● **Work required**:
What is needed here is an exact repetition of the records below, beginning at the line that has "fn sample() ->" and stopping after the line that has "tree.append_child(root, div).unwrap();".

╭─ Information supplied

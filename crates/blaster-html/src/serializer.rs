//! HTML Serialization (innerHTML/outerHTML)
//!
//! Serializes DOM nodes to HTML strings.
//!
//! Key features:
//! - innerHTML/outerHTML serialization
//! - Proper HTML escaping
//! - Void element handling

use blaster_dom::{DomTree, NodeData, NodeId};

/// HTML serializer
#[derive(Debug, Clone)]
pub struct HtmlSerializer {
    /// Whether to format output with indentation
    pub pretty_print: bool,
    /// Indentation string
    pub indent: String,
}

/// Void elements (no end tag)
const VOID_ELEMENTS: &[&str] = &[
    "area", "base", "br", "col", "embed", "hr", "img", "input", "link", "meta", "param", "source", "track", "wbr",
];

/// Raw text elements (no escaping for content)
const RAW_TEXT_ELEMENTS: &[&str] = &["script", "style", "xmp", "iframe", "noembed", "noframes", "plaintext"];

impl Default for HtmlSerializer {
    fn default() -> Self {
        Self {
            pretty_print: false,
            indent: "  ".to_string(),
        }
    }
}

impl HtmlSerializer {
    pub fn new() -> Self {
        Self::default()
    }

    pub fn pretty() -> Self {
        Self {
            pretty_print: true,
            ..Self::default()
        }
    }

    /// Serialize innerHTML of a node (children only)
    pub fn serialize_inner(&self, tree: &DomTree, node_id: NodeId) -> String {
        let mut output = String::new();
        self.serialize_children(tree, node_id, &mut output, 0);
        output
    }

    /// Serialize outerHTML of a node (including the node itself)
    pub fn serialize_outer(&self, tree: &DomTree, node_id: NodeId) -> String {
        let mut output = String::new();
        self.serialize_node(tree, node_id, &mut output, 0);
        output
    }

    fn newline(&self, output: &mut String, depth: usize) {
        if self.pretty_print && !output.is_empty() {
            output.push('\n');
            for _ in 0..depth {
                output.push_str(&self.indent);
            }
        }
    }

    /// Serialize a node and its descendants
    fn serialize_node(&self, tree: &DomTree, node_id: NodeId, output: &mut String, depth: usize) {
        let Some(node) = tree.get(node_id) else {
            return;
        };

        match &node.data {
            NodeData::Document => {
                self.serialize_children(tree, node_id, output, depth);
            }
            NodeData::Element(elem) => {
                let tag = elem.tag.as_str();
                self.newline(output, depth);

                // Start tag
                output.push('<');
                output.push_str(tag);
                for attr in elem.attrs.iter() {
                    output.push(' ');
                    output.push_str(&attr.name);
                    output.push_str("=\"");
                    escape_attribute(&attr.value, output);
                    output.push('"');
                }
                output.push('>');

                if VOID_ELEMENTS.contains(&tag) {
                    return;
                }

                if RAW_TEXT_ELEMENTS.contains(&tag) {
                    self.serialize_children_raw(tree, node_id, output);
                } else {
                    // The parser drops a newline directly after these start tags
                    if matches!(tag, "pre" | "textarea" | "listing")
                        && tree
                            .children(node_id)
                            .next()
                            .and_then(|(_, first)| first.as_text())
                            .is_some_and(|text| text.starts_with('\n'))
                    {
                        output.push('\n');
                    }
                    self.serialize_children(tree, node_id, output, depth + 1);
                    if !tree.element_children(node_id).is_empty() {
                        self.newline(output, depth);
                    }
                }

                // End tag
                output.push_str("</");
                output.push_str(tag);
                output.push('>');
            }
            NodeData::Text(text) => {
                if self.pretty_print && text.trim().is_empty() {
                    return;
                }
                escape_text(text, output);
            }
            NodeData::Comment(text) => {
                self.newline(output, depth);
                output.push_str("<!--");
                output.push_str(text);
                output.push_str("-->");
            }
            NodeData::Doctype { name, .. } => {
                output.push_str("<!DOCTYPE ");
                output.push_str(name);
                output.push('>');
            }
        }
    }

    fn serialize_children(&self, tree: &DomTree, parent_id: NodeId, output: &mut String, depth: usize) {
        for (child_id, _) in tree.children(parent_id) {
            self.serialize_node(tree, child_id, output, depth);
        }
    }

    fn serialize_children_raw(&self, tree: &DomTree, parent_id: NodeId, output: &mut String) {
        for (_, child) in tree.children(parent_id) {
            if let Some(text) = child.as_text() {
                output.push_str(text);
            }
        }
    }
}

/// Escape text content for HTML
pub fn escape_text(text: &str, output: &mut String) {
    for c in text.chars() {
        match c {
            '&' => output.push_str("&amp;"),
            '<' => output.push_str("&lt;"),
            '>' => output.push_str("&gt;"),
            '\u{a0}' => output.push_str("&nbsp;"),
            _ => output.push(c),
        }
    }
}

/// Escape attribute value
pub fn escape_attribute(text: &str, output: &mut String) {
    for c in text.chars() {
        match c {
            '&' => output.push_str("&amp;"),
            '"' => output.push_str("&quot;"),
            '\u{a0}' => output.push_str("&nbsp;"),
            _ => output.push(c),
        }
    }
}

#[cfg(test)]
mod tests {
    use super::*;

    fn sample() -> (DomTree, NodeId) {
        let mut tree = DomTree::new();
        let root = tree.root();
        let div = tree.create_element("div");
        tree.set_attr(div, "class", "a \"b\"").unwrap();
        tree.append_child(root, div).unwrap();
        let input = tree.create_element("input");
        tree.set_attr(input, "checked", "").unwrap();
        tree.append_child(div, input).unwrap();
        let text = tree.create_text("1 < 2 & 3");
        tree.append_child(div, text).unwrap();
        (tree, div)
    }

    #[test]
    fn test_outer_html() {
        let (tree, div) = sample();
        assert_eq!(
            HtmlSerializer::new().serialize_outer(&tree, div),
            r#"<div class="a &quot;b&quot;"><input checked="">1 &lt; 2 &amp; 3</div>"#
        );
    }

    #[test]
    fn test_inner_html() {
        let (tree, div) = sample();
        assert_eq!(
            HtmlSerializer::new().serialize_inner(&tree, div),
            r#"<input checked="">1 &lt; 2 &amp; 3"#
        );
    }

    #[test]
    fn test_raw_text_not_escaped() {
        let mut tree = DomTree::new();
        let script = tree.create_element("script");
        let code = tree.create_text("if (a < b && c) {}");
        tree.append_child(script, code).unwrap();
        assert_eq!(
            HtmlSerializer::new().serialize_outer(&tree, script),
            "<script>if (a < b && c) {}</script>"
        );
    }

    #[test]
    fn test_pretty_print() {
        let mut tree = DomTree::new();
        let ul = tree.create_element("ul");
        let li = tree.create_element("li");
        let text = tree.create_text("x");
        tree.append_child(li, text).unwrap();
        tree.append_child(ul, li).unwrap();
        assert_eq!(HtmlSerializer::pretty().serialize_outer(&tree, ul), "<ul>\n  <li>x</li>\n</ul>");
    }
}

╰─
╭─ Information supplied

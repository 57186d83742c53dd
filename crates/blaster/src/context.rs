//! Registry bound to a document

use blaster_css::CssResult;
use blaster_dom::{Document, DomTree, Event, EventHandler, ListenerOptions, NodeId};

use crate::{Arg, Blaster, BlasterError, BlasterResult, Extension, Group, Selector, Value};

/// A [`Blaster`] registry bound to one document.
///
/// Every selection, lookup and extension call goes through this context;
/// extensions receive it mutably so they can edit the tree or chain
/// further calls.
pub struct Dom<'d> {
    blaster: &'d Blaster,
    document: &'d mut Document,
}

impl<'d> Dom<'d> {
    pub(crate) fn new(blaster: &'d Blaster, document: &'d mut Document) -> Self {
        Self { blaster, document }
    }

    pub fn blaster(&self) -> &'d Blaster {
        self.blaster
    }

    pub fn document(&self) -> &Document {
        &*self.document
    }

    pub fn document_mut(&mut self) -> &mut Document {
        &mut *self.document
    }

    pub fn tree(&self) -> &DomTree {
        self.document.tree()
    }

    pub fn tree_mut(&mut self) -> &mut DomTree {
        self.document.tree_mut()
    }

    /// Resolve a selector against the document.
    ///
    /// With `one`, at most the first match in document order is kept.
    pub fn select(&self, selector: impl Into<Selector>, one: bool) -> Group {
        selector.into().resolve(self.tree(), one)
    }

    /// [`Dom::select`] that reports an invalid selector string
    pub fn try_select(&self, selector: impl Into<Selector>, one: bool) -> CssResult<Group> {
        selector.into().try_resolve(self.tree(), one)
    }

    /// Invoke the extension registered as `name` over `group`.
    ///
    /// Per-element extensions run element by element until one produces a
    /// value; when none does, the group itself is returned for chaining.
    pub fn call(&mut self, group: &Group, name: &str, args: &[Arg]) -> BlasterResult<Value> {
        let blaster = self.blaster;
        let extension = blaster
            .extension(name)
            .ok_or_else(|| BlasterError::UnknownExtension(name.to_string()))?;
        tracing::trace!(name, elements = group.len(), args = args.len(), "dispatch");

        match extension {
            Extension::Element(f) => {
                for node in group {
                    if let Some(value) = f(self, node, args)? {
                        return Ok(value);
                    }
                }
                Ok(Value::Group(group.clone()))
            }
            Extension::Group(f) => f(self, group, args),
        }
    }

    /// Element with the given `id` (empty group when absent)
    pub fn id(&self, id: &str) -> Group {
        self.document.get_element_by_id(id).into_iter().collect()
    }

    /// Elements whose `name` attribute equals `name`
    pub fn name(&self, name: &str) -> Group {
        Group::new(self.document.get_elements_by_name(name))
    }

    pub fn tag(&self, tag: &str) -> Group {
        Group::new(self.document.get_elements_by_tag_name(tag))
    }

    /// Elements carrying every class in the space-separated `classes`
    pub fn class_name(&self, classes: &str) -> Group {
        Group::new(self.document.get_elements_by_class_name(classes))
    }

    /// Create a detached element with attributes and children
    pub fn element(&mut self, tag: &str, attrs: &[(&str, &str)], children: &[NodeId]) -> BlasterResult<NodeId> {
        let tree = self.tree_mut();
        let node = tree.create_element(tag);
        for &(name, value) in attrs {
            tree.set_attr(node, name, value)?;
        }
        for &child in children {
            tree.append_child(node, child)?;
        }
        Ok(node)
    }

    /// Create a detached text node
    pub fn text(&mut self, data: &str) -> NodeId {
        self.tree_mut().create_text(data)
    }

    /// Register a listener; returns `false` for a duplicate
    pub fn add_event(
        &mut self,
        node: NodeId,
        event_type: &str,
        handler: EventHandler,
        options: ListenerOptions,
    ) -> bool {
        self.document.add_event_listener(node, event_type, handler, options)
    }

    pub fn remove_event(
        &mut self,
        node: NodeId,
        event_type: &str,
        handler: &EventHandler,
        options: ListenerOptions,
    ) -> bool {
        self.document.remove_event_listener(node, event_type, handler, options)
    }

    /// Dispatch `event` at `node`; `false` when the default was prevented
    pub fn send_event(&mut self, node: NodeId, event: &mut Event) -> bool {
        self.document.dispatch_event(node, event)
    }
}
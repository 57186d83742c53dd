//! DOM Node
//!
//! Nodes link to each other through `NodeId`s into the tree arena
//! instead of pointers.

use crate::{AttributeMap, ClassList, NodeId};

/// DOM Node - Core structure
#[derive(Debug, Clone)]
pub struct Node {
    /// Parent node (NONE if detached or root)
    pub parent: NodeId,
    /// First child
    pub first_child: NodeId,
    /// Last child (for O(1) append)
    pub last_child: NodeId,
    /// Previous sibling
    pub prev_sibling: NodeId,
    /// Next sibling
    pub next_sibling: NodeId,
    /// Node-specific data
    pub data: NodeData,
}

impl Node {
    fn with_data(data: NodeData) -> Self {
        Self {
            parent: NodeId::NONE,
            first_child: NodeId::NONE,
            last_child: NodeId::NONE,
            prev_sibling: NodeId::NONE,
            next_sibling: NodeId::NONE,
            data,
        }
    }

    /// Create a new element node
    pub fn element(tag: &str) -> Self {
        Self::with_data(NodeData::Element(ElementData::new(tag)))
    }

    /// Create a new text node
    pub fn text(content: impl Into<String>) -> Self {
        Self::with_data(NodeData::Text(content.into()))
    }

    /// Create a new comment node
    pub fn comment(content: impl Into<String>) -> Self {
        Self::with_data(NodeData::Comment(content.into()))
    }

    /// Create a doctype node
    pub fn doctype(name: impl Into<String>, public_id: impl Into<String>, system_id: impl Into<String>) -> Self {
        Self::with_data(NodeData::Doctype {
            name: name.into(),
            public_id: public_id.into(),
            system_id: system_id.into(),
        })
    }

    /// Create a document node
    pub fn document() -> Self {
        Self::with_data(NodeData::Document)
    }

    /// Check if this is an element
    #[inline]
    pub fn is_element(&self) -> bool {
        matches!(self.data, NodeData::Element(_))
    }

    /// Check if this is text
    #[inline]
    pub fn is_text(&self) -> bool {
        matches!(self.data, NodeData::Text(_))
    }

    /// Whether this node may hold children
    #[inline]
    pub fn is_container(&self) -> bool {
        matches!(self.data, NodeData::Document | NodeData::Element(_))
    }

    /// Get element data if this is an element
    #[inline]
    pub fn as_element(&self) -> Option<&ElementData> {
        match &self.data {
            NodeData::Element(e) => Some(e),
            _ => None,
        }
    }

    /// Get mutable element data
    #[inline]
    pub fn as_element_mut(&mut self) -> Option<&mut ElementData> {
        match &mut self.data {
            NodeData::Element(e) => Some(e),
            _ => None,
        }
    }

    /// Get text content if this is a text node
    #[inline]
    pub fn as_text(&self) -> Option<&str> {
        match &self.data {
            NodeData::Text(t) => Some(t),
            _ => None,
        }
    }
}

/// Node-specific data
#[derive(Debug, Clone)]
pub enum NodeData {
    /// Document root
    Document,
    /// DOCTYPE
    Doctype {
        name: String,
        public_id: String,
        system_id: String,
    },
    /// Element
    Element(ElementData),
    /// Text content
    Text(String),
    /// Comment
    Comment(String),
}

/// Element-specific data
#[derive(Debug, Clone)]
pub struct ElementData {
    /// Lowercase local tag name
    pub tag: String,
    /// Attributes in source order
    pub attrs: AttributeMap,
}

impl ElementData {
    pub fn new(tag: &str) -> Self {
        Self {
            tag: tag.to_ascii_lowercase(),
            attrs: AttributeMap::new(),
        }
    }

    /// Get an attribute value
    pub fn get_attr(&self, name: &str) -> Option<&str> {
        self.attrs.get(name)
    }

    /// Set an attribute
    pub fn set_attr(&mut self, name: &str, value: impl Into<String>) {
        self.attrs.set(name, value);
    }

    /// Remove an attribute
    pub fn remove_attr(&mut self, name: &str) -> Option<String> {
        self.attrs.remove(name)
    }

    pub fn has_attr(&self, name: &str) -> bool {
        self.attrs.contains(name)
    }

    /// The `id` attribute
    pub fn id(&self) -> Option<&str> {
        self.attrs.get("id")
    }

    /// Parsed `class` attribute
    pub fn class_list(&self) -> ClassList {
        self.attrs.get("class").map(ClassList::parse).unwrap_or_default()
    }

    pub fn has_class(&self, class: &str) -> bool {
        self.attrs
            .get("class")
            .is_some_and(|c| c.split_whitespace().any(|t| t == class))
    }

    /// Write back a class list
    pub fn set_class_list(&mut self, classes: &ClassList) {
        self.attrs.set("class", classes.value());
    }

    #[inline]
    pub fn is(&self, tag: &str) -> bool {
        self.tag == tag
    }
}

╰─

● **Response to the task**:
    fn sample() -> (DomTree, NodeId) {
        let mut tree = DomTree::new();
        let root = tree.root();
        let div = tree.create_element("div");
        tree.set_attr(div, "class", "a \"b\"").unwrap();
        tree.append_child(root, div).unwrap();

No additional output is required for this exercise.